Nos Estados Unidos, a direita e a extrema-direita clamam vitória, enfim, o tempo tendo conseguido o que eles tantas vezes fracassaram e durante tanto tempo.

Imaginemos as pipas de champanhe bebido pelos mafiosos e os delinquentes de Miami, incluindo aquele exilado que fez caiar um avião civil cubano, ou nos gabinetes do Mossad e da CIA que nunca conseguiram apanhar Fidel.

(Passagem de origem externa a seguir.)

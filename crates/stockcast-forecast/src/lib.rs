//! Recurrent model factory, trainer, and rolling forecaster for stock
//! price series.
//!
//! Given hyperparameters, a layer-type token, an activation name, and
//! pre-scaled train/test arrays, this crate builds a layered recurrent
//! network, trains it, scores it against the held-out windows, and rolls
//! the trained model forward to a fixed 10-step forecast:
//!
//! ```
//! use stockcast_forecast::forecast::train_and_forecast;
//! use stockcast_forecast::model::LayerKind;
//! use stockcast_forecast::options::{ForecastOptions, InputShape};
//! use stockcast_forecast::scaler::MinMaxScaler;
//! use stockcast_layers::Tensor;
//!
//! // Scale a toy price series
//! let prices: Vec<f32> = (0..30).map(|i| 100.0 + (i as f32 * 0.4).sin() * 5.0).collect();
//! let mut scaler = MinMaxScaler::new();
//! let scaled = scaler.fit_transform(&prices).unwrap();
//!
//! // Slice 4-step windows with next-value targets
//! let window = 4;
//! let mut xs = Vec::new();
//! let mut ys = Vec::new();
//! for i in 0..scaled.len() - window {
//!     xs.extend_from_slice(&scaled[i..i + window]);
//!     ys.push(scaled[i + window]);
//! }
//! let n = ys.len();
//! let split = n - 6;
//! let train_x = Tensor::from_data(&[split, window, 1], xs[..split * window].to_vec());
//! let train_y = Tensor::from_data(&[split, 1], ys[..split].to_vec());
//! let test_x = Tensor::from_data(&[n - split, window, 1], xs[split * window..].to_vec());
//! let test_y = Tensor::from_data(&[n - split, 1], ys[split..].to_vec());
//!
//! let options = ForecastOptions::default()
//!     .with_units(4)
//!     .with_epochs(1)
//!     .with_batch_size(Some(8));
//! let output = train_and_forecast(
//!     LayerKind::Lstm,
//!     &options,
//!     InputShape::new(window, 1),
//!     "tanh",
//!     &scaler,
//!     &train_x,
//!     &train_y,
//!     &test_x,
//!     &test_y,
//! )
//! .unwrap();
//!
//! assert_eq!(output.test_predictions.shape(), &[6, 1]);
//! assert_eq!(output.test_targets.shape(), &[1, 6]);
//! assert_eq!(output.future.shape(), &[10, 1]);
//! ```
//!
//! Fixed topologies (two-stage stacks, bidirectional variants) live in
//! [`stack`] behind the [`stack::StackModel`] build-and-compile capability.
//!
//! Every call builds and discards its own model and optimizer state; there
//! is no persistence and no shared state between invocations.

#![warn(missing_docs)]
#![warn(rustdoc::missing_crate_level_docs)]

pub mod error;
pub mod factory;
pub mod forecast;
pub mod loss;
pub mod metrics;
pub mod model;
pub mod options;
pub mod scaler;
pub mod stack;
pub mod trainer;

// Re-export main types at crate level
pub use error::{ForecastError, ForecastResult};
pub use factory::build_model;
pub use forecast::{train_and_forecast, ForecastOutput, FORECAST_HORIZON};
pub use loss::Loss;
pub use metrics::Metrics;
pub use model::{LayerKind, ModelLayer, SequentialModel};
pub use options::{ForecastOptions, InputShape};
pub use scaler::MinMaxScaler;
pub use stack::{BidirTwoStack, StackModel, TwoStack};
pub use trainer::Trainer;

Mesmo o Sebastian Pinera , antigo presidente do Chile, que em 1998 reclamava a libertação e o regresso (do seu « estágio » forçado e “atormentado” em Londres !) do ex-presidente Pinochet, que tomava o chà com Thatcher,e que nos fala agora da herança sangrenta de Fidel… E preciso ter lata..esta direita reaccionária da América Latina;

Em contrapartida há os que choram, que se recordam. As populações negras da África do Sul e de Angola, quando o Ocidente fechava os olhos ao apartheid, os Cubanos vinham ajuda-los.

Compreende-se a amizade de Mandela, e dos Palestinianos, mas também os haitianos, os nicaraguanos, dezenas de países do terço mundo quie quando sofriam catástrofes naturais viam desembarcar centenas de médicos cubanos.
E os resistentes às ditaduras da direitalha da América Latina, que procuravam asilo em Cuba.

E os sonhadores e utópicos que viam em Fidel e em Cuba um modelo e a possibilidade de um mundo melhor.

Cuba, desde 1959, esteve do lado dos oprimidos e da moral.